Hawkins v. State

Decision Date21 July 1978
Docket NumberNo. 477S278,477S278
Citation269 Ind. 16,378 N.E.2d 819
PartiesRobert L. HAWKINS, Appellant, v. STATE of Indiana, Appellee.
CourtIndiana Supreme Court

Jim Bancroft Brown, Crown Point, for appellant.

Theodore L. Sendak, Atty. Gen., Victoria R. Van Duren, Deputy Atty. Gen., Indianapolis, for appellee.

PIVARNIK, Justice.

At the conclusion of a jury trial in the Lake Superior Court on November 16, 1976, appellant Hawkins was convicted of delivering a "schedule I" controlled substance, heroin. Hawkins was sentenced to a determinate period of twenty years imprisonment.

Three issues are presented for our review. These issues concern: (1) the adequacy of appellant's trial counsel; (2) whether sentencing by a jury without consideration of a presentence report constitutes cruel and unusual punishment; (3) whether appellant's right to jury trial and right not to testify against himself were denied by Indiana's procedure regarding presentence investigations.

I.

The appellant first argues that he was not afforded adequate representation by his trial counsel. His sole claim in this regard is that his trial attorney failed to object or otherwise suppress the word "Homicide" from Hawkins' confession.

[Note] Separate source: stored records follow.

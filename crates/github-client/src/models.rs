//! Request and response models.
//!
//! The `*Record` types mirror the JSON GitHub sends; the plain types are
//! the trimmed snapshots the rest of the workspace works with.

use serde::Deserialize;

// ============================================================================
// Domain snapshots
// ============================================================================

/// An open pull request as seen at sweep time.
#[derive(Debug, Clone, PartialEq, Eq)]
pub struct PullRequest {
    /// Pull request number.
    pub number: u64,
    /// Branch the pull request comes from.
    pub head_ref: String,
    /// Whether the pull request is a draft.
    pub is_draft: bool,
    /// Branch the pull request targets.
    pub base_ref: String,
}

/// A check suite run by one GitHub App against a ref.
#[derive(Debug, Clone, PartialEq, Eq)]
pub struct CheckSuite {
    /// Check suite ID.
    pub id: u64,
    /// Display name of the owning app, if GitHub reported one.
    pub app_name: Option<String>,
    /// Slug of the owning app, if GitHub reported one.
    pub app_slug: Option<String>,
}

/// A workflow run belonging to a check suite.
#[derive(Debug, Clone, PartialEq, Eq)]
pub struct WorkflowRun {
    /// Workflow run ID.
    pub id: u64,
    /// `queued`, `in_progress`, `completed`, ...
    pub status: Option<String>,
    /// `None` while the run has not finished.
    pub conclusion: Option<String>,
}

impl WorkflowRun {
    /// A run is still running until GitHub reports a conclusion.
    #[must_use]
    pub fn is_running(&self) -> bool {
        self.conclusion.is_none()
    }
}

/// `state` filter for the pull request list endpoint.
#[derive(Debug, Clone, Copy, PartialEq, Eq, Default)]
pub enum PullRequestState {
    #[default]
    Open,
}

impl PullRequestState {
    /// Query-string value.
    #[must_use]
    pub const fn as_str(self) -> &'static str {
        match self {
            Self::Open => "open",
        }
    }
}

// ============================================================================
// Wire types
// ============================================================================

/// Pull request from `GET /repos/{owner}/{repo}/pulls`.
#[derive(Debug, Clone, Deserialize)]
pub struct PullRequestRecord {
    pub number: u64,
    #[serde(default)]
    pub draft: Option<bool>,
    pub head: GitRefRecord,
    pub base: GitRefRecord,
}

/// `head` / `base` object of a pull request.
#[derive(Debug, Clone, Deserialize)]
pub struct GitRefRecord {
    #[serde(rename = "ref")]
    pub ref_name: String,
}

impl From<PullRequestRecord> for PullRequest {
    fn from(record: PullRequestRecord) -> Self {
        Self {
            number: record.number,
            head_ref: record.head.ref_name,
            is_draft: record.draft.unwrap_or(false),
            base_ref: record.base.ref_name,
        }
    }
}

/// Body of `GET /repos/{owner}/{repo}/commits/{ref}/check-suites`.
#[derive(Debug, Clone, Deserialize)]
pub struct CheckSuitesPage {
    #[serde(default)]
    pub check_suites: Vec<CheckSuiteRecord>,
}

/// Check suite entry.
#[derive(Debug, Clone, Deserialize)]
pub struct CheckSuiteRecord {
    pub id: u64,
    #[serde(default)]
    pub app: Option<AppRecord>,
}

/// GitHub App that owns a check suite.
#[derive(Debug, Clone, Deserialize)]
pub struct AppRecord {
    #[serde(default)]
    pub name: Option<String>,
    #[serde(default)]
    pub slug: Option<String>,
}

impl From<CheckSuiteRecord> for CheckSuite {
    fn from(record: CheckSuiteRecord) -> Self {
        let (app_name, app_slug) = record
            .app
            .map(|app| (app.name, app.slug))
            .unwrap_or_default();
        Self {
            id: record.id,
            app_name,
            app_slug,
        }
    }
}

/// Body of `GET /repos/{owner}/{repo}/actions/runs`.
#[derive(Debug, Clone, Deserialize)]
pub struct WorkflowRunsPage {
    #[serde(default)]
    pub workflow_runs: Vec<WorkflowRunRecord>,
}

/// Workflow run entry.
#[derive(Debug, Clone, Deserialize)]
pub struct WorkflowRunRecord {
    pub id: u64,
    #[serde(default)]
    pub status: Option<String>,
    #[serde(default)]
    pub conclusion: Option<String>,
}

impl From<WorkflowRunRecord> for WorkflowRun {
    fn from(record: WorkflowRunRecord) -> Self {
        Self {
            id: record.id,
            status: record.status,
            conclusion: record.conclusion,
        }
    }
}

/// Body of `POST /app/installations/{id}/access_tokens`.
#[derive(Debug, Clone, Deserialize)]
pub struct InstallationTokenRecord {
    pub token: String,
    pub expires_at: String,
}

/// Error body GitHub attaches to most failures.
#[derive(Debug, Clone, Deserialize)]
pub struct ErrorRecord {
    pub message: String,
}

Contained in the appellant's statement to police was the following colloquy between Hawkins and the interrogating officer:

"Q. Why are you here in the detective bureau of the Gary Police Dept. at this time?

A. For investigation of Homicide and Narcotics."

Appellant does not challenge the voluntariness of his confession or its admission into evidence at trial. He merely asserts that his lawyer's failure to have the word "Homicide" deleted from the statement demonstrated a degree of incompetence which would require this court to reverse his conviction.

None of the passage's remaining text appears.